■ Work instruction: Each entry needs to be given again, character for character.

----

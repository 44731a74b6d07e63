use serde::{Deserialize, Serialize};
use std::collections::HashMap;
use tracing_appender::non_blocking::WorkerGuard;
use tracing_subscriber::{
    fmt,
    layer::SubscriberExt,
    util::SubscriberInitExt,
    EnvFilter,
};
use crate::ServerError;

/// Logging configuration for the lab server
#[derive(Debug, Clone, Serialize, Deserialize)]
#[serde(default)]
pub struct LoggingConfig {
    /// Log level (trace, debug, info, warn, error)
    pub level: String,

    /// Whether to enable JSON formatted logs
    pub json_format: bool,

    /// Whether to include thread names in logs
    pub include_thread_names: bool,

    /// Whether to include file and line number information
    pub include_file_info: bool,

    /// Whether to enable colored output (only for non-JSON format)
    pub enable_colors: bool,

    /// Log file path (optional, if None logs only to stdout)
    pub log_file: Option<String>,

    /// Module-specific log levels
    pub module_levels: HashMap<String, String>,
}

impl Default for LoggingConfig {
    fn default() -> Self {
        let mut module_levels = HashMap::new();

        module_levels.insert("lab_server".to_string(), "info".to_string());
        module_levels.insert("lab_engine".to_string(), "info".to_string());
        module_levels.insert("tower_http".to_string(), "info".to_string());
        module_levels.insert("hyper".to_string(), "warn".to_string());
        module_levels.insert("tokio".to_string(), "warn".to_string());

        Self {
            level: "info".to_string(),
            json_format: false,
            include_thread_names: false,
            include_file_info: false,
            enable_colors: true,
            log_file: None,
            module_levels,
        }
    }
}

/// Filter from the configured level plus module directives
pub fn build_filter(config: &LoggingConfig) -> Result<EnvFilter, ServerError> {
    let mut filter = EnvFilter::new(&config.level);

    for (module, level) in &config.module_levels {
        let directive = format!("{}={}", module, level);
        filter = filter.add_directive(directive.parse()
            .map_err(|e| ServerError::Logging(format!("Invalid log directive '{}': {}", directive, e)))?);
    }

    Ok(filter)
}

/// Initialize logging based on the provided configuration.
///
/// `RUST_LOG` takes precedence over the configured levels. The returned guard
/// flushes the log file on drop and must live as long as the process.
pub fn init_logging(config: &LoggingConfig) -> Result<Option<WorkerGuard>, ServerError> {
    let filter = match EnvFilter::try_from_default_env() {
        Ok(filter) => filter,
        Err(_) => build_filter(config)?,
    };

    let text_layer = (!config.json_format).then(|| {
        fmt::layer()
            .with_target(true)
            .with_thread_names(config.include_thread_names)
            .with_file(config.include_file_info)
            .with_line_number(config.include_file_info)
            .with_ansi(config.enable_colors)
    });

    let json_layer = config.json_format.then(|| {
        fmt::layer()
            .json()
            .with_current_span(true)
            .with_thread_names(config.include_thread_names)
            .with_file(config.include_file_info)
            .with_line_number(config.include_file_info)
    });

    let (file_layer, guard) = match &config.log_file {
        Some(log_file) => {
            let appender = create_file_appender(log_file)?;
            let (writer, guard) = tracing_appender::non_blocking(appender);
            let layer = fmt::layer()
                .with_writer(writer)
                .with_ansi(false)
                .with_target(true);
            (Some(layer), Some(guard))
        }
        None => (None, None),
    };

    // Try to initialize logging, ignore if already initialized
    let result = tracing_subscriber::registry()
        .with(filter)
        .with(text_layer)
        .with(json_layer)
        .with(file_layer)
        .try_init();

    match result {
        Ok(_) => {
            tracing::info!("Logging initialized with config level: {}", config.level);
        }
        Err(_) => {
            tracing::debug!("Logging already initialized, skipping");
        }
    }

    Ok(guard)
}

/// Create a daily-rotated file appender
fn create_file_appender(
    log_file: &str,
) -> Result<tracing_appender::rolling::RollingFileAppender, ServerError> {
    use tracing_appender::rolling::{RollingFileAppender, Rotation};
    use std::path::Path;

    let log_path = Path::new(log_file);
    let directory = match log_path.parent() {
        Some(parent) if !parent.as_os_str().is_empty() => parent,
        _ => Path::new("."),
    };
    let filename = log_path.file_name()
        .ok_or_else(|| ServerError::Logging("Invalid log file name".to_string()))?
        .to_string_lossy();

    std::fs::create_dir_all(directory)
        .map_err(|e| ServerError::Logging(format!("Failed to create log directory: {}", e)))?;

    Ok(RollingFileAppender::new(
        Rotation::DAILY,
        directory,
        filename.as_ref(),
    ))
}

/// Log level utilities
pub mod levels {
    /// Check if a log level string is valid
    pub fn is_valid_level(level: &str) -> bool {
        matches!(level.to_lowercase().as_str(), "trace" | "debug" | "info" | "warn" | "error")
    }

    /// Get all valid log levels
    pub fn valid_levels() -> Vec<&'static str> {
        vec!["trace", "debug", "info", "warn", "error"]
    }
}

----

■ Solution to this problem:
repository 44731a74b6d07e63
use serde::{Deserialize, Serialize};
use std::collections::HashMap;
use tracing_appender::non_blocking::WorkerGuard;
use tracing_subscriber::{
    fmt,
    layer::SubscriberExt,
    util::SubscriberInitExt,
    EnvFilter,
};
use crate::ServerError;

/// Logging configuration for the lab server
#[derive(Debug, Clone, Serialize, Deserialize)]
#[serde(default)]
pub struct LoggingConfig {
    /// Log level (trace, debug, info, warn, error)
    pub level: String,

    /// Whether to enable JSON formatted logs
    pub json_format: bool,

    /// Whether to include thread names in logs
    pub include_thread_names: bool,

    /// Whether to include file and line number information
    pub include_file_info: bool,

    /// Whether to enable colored output (only for non-JSON format)
    pub enable_colors: bool,

    /// Log file path (optional, if None logs only to stdout)
    pub log_file: Option<String>,

    /// Module-specific log levels
    pub module_levels: HashMap<String, String>,
}

impl Default for LoggingConfig {
    fn default() -> Self {
        let mut module_levels = HashMap::new();

        module_levels.insert("lab_server".to_string(), "info".to_string());
        module_levels.insert("lab_engine".to_string(), "info".to_string());
        module_levels.insert("tower_http".to_string(), "info".to_string());
        module_levels.insert("hyper".to_string(), "warn".to_string());
        module_levels.insert("tokio".to_string(), "warn".to_string());

        Self {
            level: "info".to_string(),
            json_format: false,
            include_thread_names: false,
            include_file_info: false,
            enable_colors: true,
            log_file: None,
            module_levels,
        }
    }
}

/// Filter from the configured level plus module directives
pub fn build_filter(config: &LoggingConfig) -> Result<EnvFilter, ServerError> {
    let mut filter = EnvFilter::new(&config.level);

    for (module, level) in &config.module_levels {
        let directive = format!("{}={}", module, level);
        filter = filter.add_directive(directive.parse()
            .map_err(|e| ServerError::Logging(format!("Invalid log directive '{}': {}", directive, e)))?);
    }

    Ok(filter)
}

/// Initialize logging based on the provided configuration.
///
/// `RUST_LOG` takes precedence over the configured levels. The returned guard
/// flushes the log file on drop and must live as long as the process.
pub fn init_logging(config: &LoggingConfig) -> Result<Option<WorkerGuard>, ServerError> {
    let filter = match EnvFilter::try_from_default_env() {
        Ok(filter) => filter,
        Err(_) => build_filter(config)?,
    };

    let text_layer = (!config.json_format).then(|| {
        fmt::layer()
            .with_target(true)
            .with_thread_names(config.include_thread_names)
            .with_file(config.include_file_info)
            .with_line_number(config.include_file_info)
            .with_ansi(config.enable_colors)
    });

    let json_layer = config.json_format.then(|| {
        fmt::layer()
            .json()
            .with_current_span(true)
            .with_thread_names(config.include_thread_names)
            .with_file(config.include_file_info)
            .with_line_number(config.include_file_info)
    });

    let (file_layer, guard) = match &config.log_file {
        Some(log_file) => {
            let appender = create_file_appender(log_file)?;
            let (writer, guard) = tracing_appender::non_blocking(appender);
            let layer = fmt::layer()
                .with_writer(writer)
                .with_ansi(false)
                .with_target(true);
            (Some(layer), Some(guard))
        }
        None => (None, None),
    };

    // Try to initialize logging, ignore if already initialized
    let result = tracing_subscriber::registry()
        .with(filter)
        .with(text_layer)
        .with(json_layer)
        .with(file_layer)
        .try_init();

    match result {
        Ok(_) => {
            tracing::info!("Logging initialized with config level: {}", config.level);
        }
        Err(_) => {
            tracing::debug!("Logging already initialized, skipping");
        }
    }

    Ok(guard)
}

/// Create a daily-rotated file appender
fn create_file_appender(
    log_file: &str,
) -> Result<tracing_appender::rolling::RollingFileAppender, ServerError> {
    use tracing_appender::rolling::{RollingFileAppender, Rotation};
    use std::path::Path;

    let log_path = Path::new(log_file);
    let directory = match log_path.parent() {
        Some(parent) if !parent.as_os_str().is_empty() => parent,
        _ => Path::new("."),
    };
    let filename = log_path.file_name()
        .ok_or_else(|| ServerError::Logging("Invalid log file name".to_string()))?
        .to_string_lossy();

    std::fs::create_dir_all(directory)
        .map_err(|e| ServerError::Logging(format!("Failed to create log directory: {}", e)))?;

    Ok(RollingFileAppender::new(
        Rotation::DAILY,
        directory,
        filename.as_ref(),
    ))
}

/// Log level utilities
pub mod levels {
    /// Check if a log level string is valid
    pub fn is_valid_level(level: &str) -> bool {
        matches!(level.to_lowercase().as_str(), "trace" | "debug" | "info" | "warn" | "error")
    }

    /// Get all valid log levels
    pub fn valid_levels() -> Vec<&'static str> {
        vec!["trace", "debug", "info", "warn", "error"]
    }
}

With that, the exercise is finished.